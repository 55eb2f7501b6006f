// ABOUTME: Configuration loading and validation for an Aether Swarm run.
// ABOUTME: Reads AETHER_* environment variables into AetherConfig with defaults.

use std::net::SocketAddr;
use std::time::Duration;

use thiserror::Error;

use aether_agent::RetryPolicy;

pub const DEFAULT_BIND: &str = "127.0.0.1:7340";

#[derive(Debug, Error)]
pub enum ConfigError {
    #[error("AETHER_BIND is not a valid socket address: {0}")]
    InvalidBind(String),

    #[error("{var} must be a non-negative integer, got '{value}'")]
    InvalidNumber { var: &'static str, value: String },

    #[error("AETHER_MAX_ATTEMPTS must be at least 1")]
    ZeroAttempts,
}

/// Run configuration loaded from environment variables.
#[derive(Debug, Clone)]
pub struct AetherConfig {
    pub bind: SocketAddr,
    pub provider: String,
    pub model: Option<String>,
    pub max_attempts: u32,
    pub backoff: Duration,
    pub call_timeout: Option<Duration>,
    pub ceo_persona: String,
}

impl AetherConfig {
    /// Load configuration from the process environment.
    ///
    /// Environment variables:
    /// - AETHER_BIND: socket address for the HTTP server (default: 127.0.0.1:7340)
    /// - AETHER_PROVIDER: LLM provider (default: gemini)
    /// - AETHER_MODEL: model override (optional)
    /// - AETHER_MAX_ATTEMPTS: attempts per model call for transient failures (default: 3)
    /// - AETHER_BACKOFF_MS: first retry delay in milliseconds, doubled each retry (default: 1000)
    /// - AETHER_CALL_TIMEOUT_SECS: deadline for each external message (optional)
    /// - AETHER_CEO_PERSONA: personality hat of the first agent (default: blue)
    pub fn from_env() -> Result<Self, ConfigError> {
        Self::from_lookup(|key| std::env::var(key).ok())
    }

    /// Load configuration through an arbitrary variable lookup.
    pub fn from_lookup<F>(lookup: F) -> Result<Self, ConfigError>
    where
        F: Fn(&str) -> Option<String>,
    {
        let var = |key: &str| lookup(key).map(|v| v.trim().to_string()).filter(|v| !v.is_empty());

        let bind_str = var("AETHER_BIND").unwrap_or_else(|| DEFAULT_BIND.to_string());
        let bind: SocketAddr = bind_str
            .parse()
            .map_err(|_| ConfigError::InvalidBind(bind_str))?;

        let provider = var("AETHER_PROVIDER").unwrap_or_else(|| "gemini".to_string());
        let model = var("AETHER_MODEL");

        let max_attempts = parse_number("AETHER_MAX_ATTEMPTS", var("AETHER_MAX_ATTEMPTS"))?
            .unwrap_or(3);
        if max_attempts == 0 {
            return Err(ConfigError::ZeroAttempts);
        }
        let max_attempts = u32::try_from(max_attempts).unwrap_or(u32::MAX);

        let backoff_ms = parse_number("AETHER_BACKOFF_MS", var("AETHER_BACKOFF_MS"))?.unwrap_or(1000);
        let call_timeout = parse_number("AETHER_CALL_TIMEOUT_SECS", var("AETHER_CALL_TIMEOUT_SECS"))?
            .map(Duration::from_secs);

        let ceo_persona = var("AETHER_CEO_PERSONA").unwrap_or_else(|| "blue".to_string());

        Ok(Self {
            bind,
            provider,
            model,
            max_attempts,
            backoff: Duration::from_millis(backoff_ms),
            call_timeout,
            ceo_persona,
        })
    }

    pub fn retry_policy(&self) -> RetryPolicy {
        RetryPolicy::new(self.max_attempts, self.backoff)
    }
}

fn parse_number(var: &'static str, value: Option<String>) -> Result<Option<u64>, ConfigError> {
    value
        .map(|v| {
            v.parse::<u64>()
                .map_err(|_| ConfigError::InvalidNumber { var, value: v })
        })
        .transpose()
}
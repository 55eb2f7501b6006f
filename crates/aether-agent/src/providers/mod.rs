// ABOUTME: Provider module aggregating the model-service adapters.
// ABOUTME: Each sub-module implements LlmClient for a specific LLM API.

pub mod gemini;

pub use gemini::GeminiClient;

**Task to carry out:** Give only the number of lines in the data that include the string "ABOUTME".

**Result of this exercise:** 4